BACKGROUND: Many drugs do not work the same way for everyone owing to distinctions in their genes. Pharmacogenomics (PGx) aims to understand how genetic variants influence drug efficacy and toxicity. It is often considered one of the most actionable areas of the personalized medicine paradigm. However, little prior work has included in-depth explorations and descriptions of drug usage, dosage adjustment, and so on. OBJECTIVE: We present a pharmacogenomics knowledge model to discover the hidden relationships between PGx entities such as drugs, genes, and diseases, especially details in precise medication. METHODS: PGx open data such as DrugBank and RxNorm were integrated in this study, as well as drug labels published by the US Food and Drug Administration. We annotated 190 drug labels manually for entities and relationships. Based on the annotation results, we trained 3 different natural language processing models to complete entity recognition. Finally, the pharmacogenomics knowledge model was described in detail.

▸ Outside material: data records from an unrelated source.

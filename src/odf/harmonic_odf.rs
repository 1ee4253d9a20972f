use log::{debug, warn};
use nalgebra::{DMatrix, DVector, UnitQuaternion};
use num_complex::Complex64;
use serde::{Deserialize, Serialize};
use std::str::FromStr;

use super::orientation_distribution::Odf;
use crate::config::NORMALIZATION_MASS_TOLERANCE;
use crate::harmonics::harmonic_basis::{HarmonicBasis, WignerBasis};
use crate::harmonics::harmonic_indices::{basis_size, harmonic_indices, HarmonicIndex};
use crate::solvers::least_squares::solve_least_squares;
use crate::solvers::nonnegative_least_squares::solve_nonnegative_least_squares;

/// Strategy used to fit expansion coefficients to discrete orientations.
#[derive(Debug, Clone, Copy, PartialEq, Eq, Serialize, Deserialize)]
pub enum ProjectionMethod {
    /// Dirac-delta/Fourier projection of the empirical measure; always
    /// succeeds but is statistically noisy for small samples
    Series,
    /// Unconstrained least squares against the sample weights, followed
    /// by unit-mass renormalization
    LeastSquares,
    /// Least squares restricted to non-negative coefficients, followed
    /// by unit-mass renormalization
    NonNegativeLeastSquares,
}

impl FromStr for ProjectionMethod {
    type Err = String;

    fn from_str(name: &str) -> Result<Self, Self::Err> {
        match name {
            "series" => Ok(Self::Series),
            "ls" => Ok(Self::LeastSquares),
            "nnls" => Ok(Self::NonNegativeLeastSquares),
            other => Err(format!("Unknown projection method {}!", other)),
        }
    }
}

/// Orientation distribution function expanded in generalized spherical
/// harmonics up to a fixed truncation order.
///
/// The coefficient vector is indexed by the canonical (n, i, j)
/// enumeration and always has length `basis_size(order)`. Coefficients
/// start at zero and are overwritten wholesale by each projection call;
/// the order is fixed at construction.
#[derive(Debug, Clone, Serialize, Deserialize)]
pub struct HarmonicOdf<B = WignerBasis> {
    order: usize,
    indices: Vec<HarmonicIndex>,
    coefficients: DVector<Complex64>,
    basis: B,
}

impl HarmonicOdf<WignerBasis> {
    /// New zeroed expansion of the given order over the canonical Wigner
    /// basis.
    pub fn new(order: usize) -> Self {
        Self::with_basis(order, WignerBasis)
    }
}

impl<B: HarmonicBasis> HarmonicOdf<B> {
    /// New zeroed expansion over an explicit basis implementation.
    ///
    /// The basis is an injection seam: tests substitute mock bases, and
    /// alternative normalizations stay possible without touching the
    /// fitting code.
    pub fn with_basis(order: usize, basis: B) -> Self {
        let indices = harmonic_indices(order);
        debug_assert_eq!(indices.len(), basis_size(order));
        let coefficients = DVector::zeros(indices.len());
        Self {
            order,
            indices,
            coefficients,
            basis,
        }
    }

    /// Truncation order of the expansion.
    pub fn order(&self) -> usize {
        self.order
    }

    /// Number of expansion coefficients, equal to `basis_size(order)`.
    pub fn coefficient_count(&self) -> usize {
        self.coefficients.len()
    }

    /// Current coefficients in canonical enumeration order.
    pub fn coefficients(&self) -> &[Complex64] {
        self.coefficients.as_slice()
    }

    /// Fit the expansion to weighted discrete orientations.
    ///
    /// `wts = None` means uniform unit weights; otherwise the weights must
    /// be matched one-to-one with `pts`. On success the coefficient vector
    /// is overwritten in full (every call is a complete re-fit); on error
    /// the previous coefficients are left untouched.
    ///
    /// # Arguments
    /// * `pts` - sample orientations
    /// * `wts` - optional per-sample weights
    /// * `method` - projection strategy to dispatch to
    pub fn project(
        &mut self,
        pts: &[UnitQuaternion<f64>],
        wts: Option<&[f64]>,
        method: ProjectionMethod,
    ) -> Result<(), String> {
        if pts.is_empty() {
            return Err("Projection needs at least one orientation".to_string());
        }
        let uniform;
        let weights: &[f64] = match wts {
            Some(w) => {
                if w.len() != pts.len() {
                    return Err(format!(
                        "Length of pts ({}) and wts ({}) should be the same",
                        pts.len(),
                        w.len()
                    ));
                }
                w
            }
            None => {
                uniform = vec![1.0; pts.len()];
                &uniform
            }
        };

        let fitted = match method {
            ProjectionMethod::Series => self.fit_series(pts, weights),
            ProjectionMethod::LeastSquares => self.fit_least_squares(pts, weights)?,
            ProjectionMethod::NonNegativeLeastSquares => self.fit_nonnegative(pts, weights)?,
        };
        self.coefficients = fitted;
        Ok(())
    }

    /// Dirac-delta/Fourier projection.
    ///
    /// Accumulates w · conj(Z_k) per sample and divides by the total
    /// weight, making the estimate an average over the empirical measure.
    /// No solve is involved, and unlike the solver-based methods the
    /// result is not renormalized through the quadrature mass.
    fn fit_series(&self, pts: &[UnitQuaternion<f64>], wts: &[f64]) -> DVector<Complex64> {
        let mut coefficients = DVector::<Complex64>::zeros(self.indices.len());
        for (pt, wt) in pts.iter().zip(wts.iter()) {
            for (k, idx) in self.indices.iter().enumerate() {
                coefficients[k] += *wt * self.basis.value(idx.n, idx.i, idx.j, pt).conj();
            }
        }
        let total: f64 = wts.iter().sum();
        coefficients.map(|c| c / total)
    }

    /// Unconstrained least-squares projection.
    ///
    /// Treats the weights as noisy density observations: solves
    /// A·p ≈ w for the dense complex evaluation matrix A, tolerating rank
    /// deficiency by SVD truncation, then renormalizes to unit mass.
    fn fit_least_squares(
        &self,
        pts: &[UnitQuaternion<f64>],
        wts: &[f64],
    ) -> Result<DVector<Complex64>, String> {
        let a = self.evaluation_matrix(pts);
        let b = DVector::from_iterator(wts.len(), wts.iter().map(|w| Complex64::new(*w, 0.0)));
        let solution = solve_least_squares(&a, &b, None)?;
        Ok(self.normalized_to_unit_mass(solution))
    }

    /// Non-negative least-squares projection.
    ///
    /// Splits the complex system into a real one by stacking the real part
    /// of A over its imaginary part (with zeros as targets for the
    /// imaginary residual) and solves under the constraint that every
    /// coefficient is >= 0, then renormalizes to unit mass.
    fn fit_nonnegative(
        &self,
        pts: &[UnitQuaternion<f64>],
        wts: &[f64],
    ) -> Result<DVector<Complex64>, String> {
        let a = self.evaluation_matrix(pts);
        let (rows, cols) = a.shape();
        let mut stacked = DMatrix::<f64>::zeros(2 * rows, cols);
        for r in 0..rows {
            for c in 0..cols {
                stacked[(r, c)] = a[(r, c)].re;
                stacked[(rows + r, c)] = a[(r, c)].im;
            }
        }
        let mut b = DVector::<f64>::zeros(2 * rows);
        for (r, w) in wts.iter().enumerate() {
            b[r] = *w;
        }

        let solution = solve_nonnegative_least_squares(&stacked, &b, None)?;
        let coefficients = DVector::from_iterator(
            solution.len(),
            solution.iter().map(|v| Complex64::new(*v, 0.0)),
        );
        Ok(self.normalized_to_unit_mass(coefficients))
    }

    /// Dense evaluation matrix: one row per sample orientation, one column
    /// per basis triple in canonical order. Shared by both solver-based
    /// projections.
    fn evaluation_matrix(&self, pts: &[UnitQuaternion<f64>]) -> DMatrix<Complex64> {
        DMatrix::from_fn(pts.len(), self.indices.len(), |row, col| {
            let idx = self.indices[col];
            self.basis.value(idx.n, idx.i, idx.j, &pts[row])
        })
    }

    /// Scale candidate coefficients so the fitted density integrates to
    /// one over SO(3), using the basis quadrature for this order.
    ///
    /// A nearly singular mass is logged but, matching the solver-tolerance
    /// policy, not raised as an error.
    fn normalized_to_unit_mass(&self, coefficients: DVector<Complex64>) -> DVector<Complex64> {
        let (qpts, qwts) = self.basis.quadrature(self.order);
        let mass: f64 = qpts
            .iter()
            .zip(qwts.iter())
            .map(|(pt, w)| w * self.value_with(&coefficients, pt))
            .sum();
        debug!(
            "renormalizing projection by quadrature mass {:.6e} over {} points",
            mass,
            qpts.len()
        );
        if mass.abs() < NORMALIZATION_MASS_TOLERANCE {
            warn!(
                "quadrature mass {:.3e} is nearly singular, renormalized coefficients will be extreme",
                mass
            );
        }
        coefficients.map(|c| c / mass)
    }

    /// Density from an explicit coefficient vector (used both for the
    /// public value and for pre-assignment renormalization).
    fn value_with(&self, coefficients: &DVector<Complex64>, pt: &UnitQuaternion<f64>) -> f64 {
        self.indices
            .iter()
            .zip(coefficients.iter())
            .map(|(idx, c)| self.basis.value(idx.n, idx.i, idx.j, pt) * *c)
            .sum::<Complex64>()
            .re
    }
}

impl<B: HarmonicBasis> Odf for HarmonicOdf<B> {
    fn value(&self, pt: &UnitQuaternion<f64>) -> f64 {
        self.value_with(&self.coefficients, pt)
    }
}
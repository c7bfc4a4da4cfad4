//! Root of the hardware tree
//!
//! `Computer` owns the register session and the groups built on it. The
//! caller drives it: `open`, then `update` from its polling loop, then `close`.

use std::fmt::Write as _;
use std::sync::Arc;

use tracing::{debug, info};

use crate::affinity::ThreadAffinity;
use crate::constants::app;
use crate::cpu::{CpuEnvironment, CpuGroup, CpuidSource, NativeCpuid};
use crate::hardware::{Group, Hardware, Visitor};
use crate::ring0::Ring0;
use crate::settings::SharedSettings;

pub struct Computer {
    ring0: Arc<Ring0>,
    settings: SharedSettings,
    env: CpuEnvironment,
    cpuid: Arc<dyn CpuidSource>,
    cpu: Option<CpuGroup>,
    groups: Vec<Box<dyn Group>>,
    cpu_enabled: bool,
    open: bool,
}

impl Computer {
    pub fn new(ring0: Arc<Ring0>, settings: SharedSettings) -> Self {
        Self {
            ring0,
            settings,
            env: CpuEnvironment::default(),
            cpuid: Arc::new(NativeCpuid::new(Arc::new(ThreadAffinity))),
            cpu: None,
            groups: Vec::new(),
            cpu_enabled: true,
            open: false,
        }
    }

    pub fn with_cpuid(mut self, cpuid: Arc<dyn CpuidSource>) -> Self {
        self.cpuid = cpuid;
        self
    }

    pub fn with_environment(mut self, env: CpuEnvironment) -> Self {
        self.env = env;
        self
    }

    pub fn ring0(&self) -> &Arc<Ring0> {
        &self.ring0
    }

    pub fn settings(&self) -> &SharedSettings {
        &self.settings
    }

    pub fn is_open(&self) -> bool {
        self.open
    }

    /// Open the register session and discover hardware. Idempotent.
    pub fn open(&mut self) {
        if self.open {
            return;
        }
        self.ring0.open();
        if self.cpu_enabled {
            self.open_cpu();
        }
        self.open = true;
        info!(hardware = self.hardware().len(), "Computer open");
    }

    fn open_cpu(&mut self) {
        let group = CpuGroup::new(self.ring0.clone(), self.cpuid.as_ref(), &self.env, self.settings.clone());
        debug!(processors = group.hardware().len(), "CPU group open");
        self.cpu = Some(group);
    }

    fn close_cpu(&mut self) {
        if let Some(mut group) = self.cpu.take() {
            group.close();
            debug!("CPU group closed");
        }
    }

    /// Tear the tree down and close the session.
    pub fn close(&mut self) {
        if !self.open {
            return;
        }
        self.close_cpu();
        for group in &mut self.groups {
            group.close();
        }
        self.ring0.close();
        self.open = false;
        info!("Computer closed");
    }

    pub fn is_cpu_enabled(&self) -> bool {
        self.cpu_enabled
    }

    /// Toggle the CPU group; takes effect immediately on an open computer.
    pub fn set_cpu_enabled(&mut self, enabled: bool) {
        if enabled == self.cpu_enabled {
            return;
        }
        self.cpu_enabled = enabled;
        if self.open {
            if enabled {
                self.open_cpu();
            } else {
                self.close_cpu();
            }
        }
    }

    /// Attach a group owned by another collaborator.
    pub fn add_group(&mut self, group: Box<dyn Group>) {
        self.groups.push(group);
    }

    fn all_groups(&self) -> impl Iterator<Item = &dyn Group> {
        self.cpu
            .iter()
            .map(|g| g as &dyn Group)
            .chain(self.groups.iter().map(|g| g.as_ref()))
    }

    pub fn hardware(&self) -> Vec<&dyn Hardware> {
        self.all_groups()
            .flat_map(|g| g.hardware().iter().map(|h| h.as_ref()))
            .collect()
    }

    /// One sequential pass over every hardware node, sub-hardware included.
    pub fn update(&mut self) {
        if let Some(group) = self.cpu.as_mut() {
            for hardware in group.hardware_mut() {
                update_tree(hardware.as_mut());
            }
        }
        for group in &mut self.groups {
            for hardware in group.hardware_mut() {
                update_tree(hardware.as_mut());
            }
        }
    }

    pub fn accept<V: Visitor + ?Sized>(&self, visitor: &mut V) {
        for hardware in self.hardware() {
            visitor.visit_hardware(hardware);
        }
    }

    /// Plain-text diagnostic report of the whole tree.
    pub fn report(&self) -> String {
        let mut r = String::new();
        let _ = writeln!(r, "{} Report", app::NAME);
        let _ = writeln!(r);
        let _ = writeln!(r, "Version: {}", app::VERSION);
        let _ = writeln!(r, "Operating System: {} ({})", std::env::consts::OS, std::env::consts::ARCH);
        let _ = writeln!(r);
        r.push_str(&self.ring0.report());

        for group in self.all_groups() {
            let report = group.report();
            if !report.is_empty() {
                r.push_str(&report);
            }
        }

        for hardware in self.hardware() {
            let _ = writeln!(r, "Hardware: {} ({})", hardware.name(), hardware.identifier());
            let _ = writeln!(r);
            for sensor in hardware.core().sorted_sensors() {
                let value = sensor
                    .value()
                    .map(|v| format!("{:.3}", v))
                    .unwrap_or_else(|| "-".to_string());
                let _ = writeln!(r, "| {:<24} : {:>10} {}  ({})", sensor.name(), value, sensor.sensor_type().unit(), sensor.identifier());
            }
            let _ = writeln!(r);
            r.push_str(&hardware.report());
        }
        r
    }
}

fn update_tree(hardware: &mut dyn Hardware) {
    hardware.update();
    for sub in hardware.sub_hardware_mut() {
        update_tree(sub.as_mut());
    }
}

#[cfg(test)]
mod tests {
    use std::sync::atomic::{AtomicUsize, Ordering};
    use std::time::Duration;

    use tempfile::TempDir;

    use super::*;
    use crate::clock::SteppingClock;
    use crate::cpu::testing::HalfBusy;
    use crate::cpu::{LeafBuilder, StaticCpuid, Vendor};
    use crate::hardware::{walk_hardware, HardwareCore, HardwareType};
    use crate::identifier::Identifier;
    use crate::ring0::SimulatedMachine;
    use crate::sensor::{Sensor, SensorType};
    use crate::settings::MemorySettings;

    struct Rig {
        machine: SimulatedMachine,
        computer: Computer,
        _dir: TempDir,
    }

    fn rig(machine: SimulatedMachine, leaves: &LeafBuilder) -> Rig {
        let dir = TempDir::new().unwrap();
        let threads = leaves.build();
        let ring0 = Ring0::simulated(&machine)
            .with_bus_lock_path(dir.path().join("bus.lock"))
            .with_reinstall_delay(Duration::ZERO);
        let clock = Arc::new(SteppingClock::at_mhz(3300));
        let env = CpuEnvironment {
            time: clock.clone(),
            counter: clock,
            times: Some(Arc::new(HalfBusy::new(threads.len()))),
            core_read_delay: Duration::ZERO,
            hwmon_base: dir.path().join("hwmon"),
        };
        let computer = Computer::new(Arc::new(ring0), MemorySettings::shared())
            .with_cpuid(Arc::new(StaticCpuid::new(threads)))
            .with_environment(env);
        Rig {
            machine,
            computer,
            _dir: dir,
        }
    }

    fn haswell() -> LeafBuilder {
        LeafBuilder::new(Vendor::Intel, "Intel(R) Core(TM) i5-4590 CPU @ 3.30GHz", 6, 0x3C, 3)
            .cores(4, 1)
            .thermal(true, true)
    }

    #[derive(Default)]
    struct Values {
        values: Vec<(SensorType, Option<f32>)>,
    }

    impl Visitor for Values {
        fn visit_sensor(&mut self, sensor: &Sensor) {
            self.values.push((sensor.sensor_type(), sensor.value()));
        }
    }

    struct Static {
        hardware: Vec<Box<dyn Hardware>>,
    }

    struct Plate {
        core: HardwareCore,
        updates: Arc<AtomicUsize>,
        subs: Vec<Box<dyn Hardware>>,
    }

    impl Plate {
        fn new(name: &str, index: usize, settings: SharedSettings, updates: Arc<AtomicUsize>) -> Self {
            let id = Identifier::new(["plate".to_string(), index.to_string()]).unwrap();
            let mut core = HardwareCore::new(name, id, HardwareType::Controller, settings);
            let h = core.create_sensor("Level", 0, SensorType::Level, &[]);
            core.activate(h);
            Self {
                core,
                updates,
                subs: Vec::new(),
            }
        }
    }

    impl Hardware for Plate {
        fn core(&self) -> &HardwareCore {
            &self.core
        }

        fn core_mut(&mut self) -> &mut HardwareCore {
            &mut self.core
        }

        fn update(&mut self) {
            self.updates.fetch_add(1, Ordering::SeqCst);
        }

        fn sub_hardware(&self) -> &[Box<dyn Hardware>] {
            &self.subs
        }

        fn sub_hardware_mut(&mut self) -> &mut [Box<dyn Hardware>] {
            &mut self.subs
        }
    }

    impl Group for Static {
        fn hardware(&self) -> &[Box<dyn Hardware>] {
            &self.hardware
        }

        fn hardware_mut(&mut self) -> &mut [Box<dyn Hardware>] {
            &mut self.hardware
        }
    }

    #[test]
    fn test_open_update_close() {
        let Rig { machine, mut computer, _dir } = rig(SimulatedMachine::new(4), &haswell());
        machine.set_msr_all(0x19C, 0x8823_0000);
        computer.open();
        assert!(computer.is_open());
        assert_eq!(computer.hardware().len(), 1);

        computer.update();
        let mut v = Values::default();
        computer.accept(&mut v);
        assert!(v
            .values
            .iter()
            .any(|(kind, value)| *kind == SensorType::Temperature && value.is_some()));

        computer.close();
        assert!(!computer.is_open());
        assert!(computer.hardware().is_empty());
        assert!(!computer.ring0().is_open());
    }

    #[test]
    fn test_unavailable_mediator_leaves_register_sensors_empty() {
        let Rig { mut computer, _dir, .. } = rig(SimulatedMachine::uninstalled(4), &haswell());
        computer.open();
        assert!(!computer.ring0().is_open());
        computer.update();
        computer.update();

        let mut v = Values::default();
        computer.accept(&mut v);
        assert!(v
            .values
            .iter()
            .filter(|(kind, _)| *kind != SensorType::Load)
            .all(|(_, value)| value.is_none()));
    }

    #[test]
    fn test_cpu_toggle() {
        let Rig { mut computer, _dir, .. } = rig(SimulatedMachine::new(4), &haswell());
        computer.open();
        computer.set_cpu_enabled(false);
        assert!(computer.hardware().is_empty());
        computer.set_cpu_enabled(true);
        assert_eq!(computer.hardware().len(), 1);
        computer.close();
    }

    #[test]
    fn test_added_group_is_walked() {
        let Rig { mut computer, _dir, .. } = rig(SimulatedMachine::new(4), &haswell());
        computer.set_cpu_enabled(false);
        let plate = Plate::new("Plate", 0, computer.settings().clone(), Arc::default());
        computer.add_group(Box::new(Static {
            hardware: vec![Box::new(plate)],
        }));
        computer.open();

        struct Names(Vec<String>);
        impl Visitor for Names {
            fn visit_hardware(&mut self, hardware: &dyn Hardware) {
                self.0.push(hardware.name().to_string());
                walk_hardware(self, hardware);
            }
        }
        let mut names = Names(Vec::new());
        computer.accept(&mut names);
        assert_eq!(names.0, vec!["Plate".to_string()]);
    }

    #[test]
    fn test_report_sections() {
        let Rig { mut computer, _dir, .. } = rig(SimulatedMachine::new(4), &haswell());
        computer.open();
        computer.update();
        let report = computer.report();
        assert!(report.starts_with("corewatch Report"));
        assert!(report.contains("Ring0"));
        assert!(report.contains("CPUID"));
        assert!(report.contains("Hardware: Intel Core i5-4590 (/intelcpu/0)"));
        assert!(report.contains("Intel CPU"));
        computer.close();
    }

    #[test]
    fn test_update_reaches_sub_hardware() {
        let Rig { mut computer, _dir, .. } = rig(SimulatedMachine::new(4), &haswell());
        computer.set_cpu_enabled(false);
        let (outer, inner) = (Arc::new(AtomicUsize::new(0)), Arc::new(AtomicUsize::new(0)));
        let settings = computer.settings().clone();
        let mut plate = Plate::new("Plate", 0, settings.clone(), outer.clone());
        plate.subs.push(Box::new(Plate::new("Sub Plate", 1, settings, inner.clone())));
        computer.add_group(Box::new(Static {
            hardware: vec![Box::new(plate)],
        }));
        computer.open();
        computer.update();
        computer.update();
        assert_eq!(outer.load(Ordering::SeqCst), 2);
        assert_eq!(inner.load(Ordering::SeqCst), 2);
        computer.close();
    }
}
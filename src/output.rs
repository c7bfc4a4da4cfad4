/*
 * This file is part of Corewatch.
 *
 * Copyright (C) 2025 Corewatch contributors
 *
 * Corewatch is free software: you can redistribute it and/or modify
 * it under the terms of the GNU General Public License as published by
 * the Free Software Foundation, either version 3 of the License, or
 * (at your option) any later version.
 *
 * Corewatch is distributed in the hope that it will be useful,
 * but WITHOUT ANY WARRANTY; without even the implied warranty of
 * MERCHANTABILITY or FITNESS FOR A PARTICULAR PURPOSE. See the
 * GNU General Public License for more details.
 *
 * You should have received a copy of the GNU General Public License
 * along with Corewatch. If not, see <https://www.gnu.org/licenses/>.
 */

//! Sensor snapshots and their text and JSON renderings

use std::io::Write;

use cw_core::hardware::walk_hardware;
use cw_core::{Computer, Hardware, HardwareType, Sensor, SensorReading, SensorType, Visitor};
use serde::Serialize;

#[derive(Debug, Clone, Serialize)]
pub struct HardwareSnapshot {
    pub identifier: String,
    pub name: String,
    pub hardware_type: HardwareType,
    pub sensors: Vec<SensorReading>,
}

/// One polling pass, as written by `watch --json`.
#[derive(Debug, Clone, Serialize)]
pub struct Sample<'a> {
    pub sample: u64,
    pub hardware: &'a [HardwareSnapshot],
}

#[derive(Default)]
struct Collector {
    nodes: Vec<HardwareSnapshot>,
}

impl Visitor for Collector {
    fn visit_hardware(&mut self, hardware: &dyn Hardware) {
        self.nodes.push(HardwareSnapshot {
            identifier: hardware.identifier().to_string(),
            name: hardware.name().to_string(),
            hardware_type: hardware.hardware_type(),
            sensors: Vec::new(),
        });
        walk_hardware(self, hardware);
    }

    fn visit_sensor(&mut self, sensor: &Sensor) {
        if let Some(node) = self.nodes.last_mut() {
            node.sensors.push(sensor.reading());
        }
    }
}

/// Every active sensor, grouped by hardware and sorted by type then index.
pub fn snapshot(computer: &Computer) -> Vec<HardwareSnapshot> {
    let mut collector = Collector::default();
    computer.accept(&mut collector);
    for node in &mut collector.nodes {
        node.sensors.sort_by_key(|s| (s.sensor_type, s.index));
    }
    collector.nodes
}

fn format_value(kind: SensorType, value: Option<f32>) -> String {
    let Some(v) = value else {
        return "-".to_string();
    };
    match kind {
        SensorType::Voltage => format!("{:.3}", v),
        SensorType::Factor => format!("{:.2}", v),
        SensorType::Fan => format!("{:.0}", v),
        _ => format!("{:.1}", v),
    }
}

pub fn write_text(out: &mut dyn Write, nodes: &[HardwareSnapshot]) -> std::io::Result<()> {
    for node in nodes {
        writeln!(out, "{} ({})", node.name, node.identifier)?;
        let mut current = None;
        for s in &node.sensors {
            if current != Some(s.sensor_type) {
                writeln!(out, "  {:?}", s.sensor_type)?;
                current = Some(s.sensor_type);
            }
            writeln!(
                out,
                "    {:<32} {:>10} {:<4} [{} .. {}]",
                s.name,
                format_value(s.sensor_type, s.value),
                s.unit,
                format_value(s.sensor_type, s.min),
                format_value(s.sensor_type, s.max),
            )?;
        }
        writeln!(out)?;
    }
    Ok(())
}

pub fn write_json(out: &mut dyn Write, nodes: &[HardwareSnapshot]) -> std::io::Result<()> {
    serde_json::to_writer_pretty(&mut *out, nodes)?;
    writeln!(out)
}

/// One compact JSON object per line.
pub fn write_json_line(out: &mut dyn Write, sample: &Sample<'_>) -> std::io::Result<()> {
    serde_json::to_writer(&mut *out, sample)?;
    writeln!(out)
}

#[cfg(test)]
mod tests {
    use super::*;

    fn node() -> HardwareSnapshot {
        HardwareSnapshot {
            identifier: "/intelcpu/0".into(),
            name: "Intel Core i7-8700K".into(),
            hardware_type: HardwareType::Cpu,
            sensors: vec![
                SensorReading {
                    identifier: "/intelcpu/0/temperature/0".into(),
                    name: "CPU Core #1".into(),
                    sensor_type: SensorType::Temperature,
                    index: 0,
                    value: Some(61.0),
                    min: Some(58.0),
                    max: Some(64.0),
                    unit: "°C",
                },
                SensorReading {
                    identifier: "/intelcpu/0/power/0".into(),
                    name: "CPU Package".into(),
                    sensor_type: SensorType::Power,
                    index: 0,
                    value: None,
                    min: None,
                    max: None,
                    unit: "W",
                },
            ],
        }
    }

    #[test]
    fn test_format_value_precision() {
        assert_eq!(format_value(SensorType::Voltage, Some(1.2)), "1.200");
        assert_eq!(format_value(SensorType::Clock, Some(3700.04)), "3700.0");
        assert_eq!(format_value(SensorType::Power, None), "-");
    }

    #[test]
    fn test_text_groups_by_type() {
        let mut buf = Vec::new();
        write_text(&mut buf, &[node()]).unwrap();
        let text = String::from_utf8(buf).unwrap();
        assert!(text.starts_with("Intel Core i7-8700K (/intelcpu/0)\n  Temperature\n"));
        assert!(text.contains("  Power\n"));
        assert!(text.contains("CPU Core #1"));
    }

    #[test]
    fn test_json_line_is_single_line() {
        let nodes = [node()];
        let mut buf = Vec::new();
        write_json_line(&mut buf, &Sample { sample: 3, hardware: &nodes }).unwrap();
        let text = String::from_utf8(buf).unwrap();
        assert_eq!(text.lines().count(), 1);
        let value: serde_json::Value = serde_json::from_str(&text).unwrap();
        assert_eq!(value["sample"], 3);
        assert_eq!(value["hardware"][0]["sensors"][0]["sensor_type"], "Temperature");
        assert!(value["hardware"][0]["sensors"][1]["value"].is_null());
    }
}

RESULTS: In entity recognition tasks, the Bidirectional Encoder Representations from Transformers–conditional random field model achieved better performance with micro-F1 score of 85.12%. The pharmacogenomics knowledge model in our study included 5 semantic types: drug, gene, disease, precise medication (population, daily dose, dose form, frequency, etc), and adverse reaction. Meanwhile, 26 semantic relationships were defined in detail. Taking melanoma caused by a BRAF gene mutation into consideration, the pharmacogenomics knowledge model covered 7 related drugs and 4846 triples were established in this case. All the corpora, relationship definitions, and triples were made publically available. CONCLUSIONS: We highlighted the pharmacogenomics knowledge model as a scalable framework for clinicians and clinical pharmacists to adjust drug dosage according to patient-specific genetic variation, and for pharmaceutical researchers to develop new drugs. In the future, a series of other antitumor drugs and automatic relation extractions will be taken into consideration to further enhance our framework with more PGx linked data.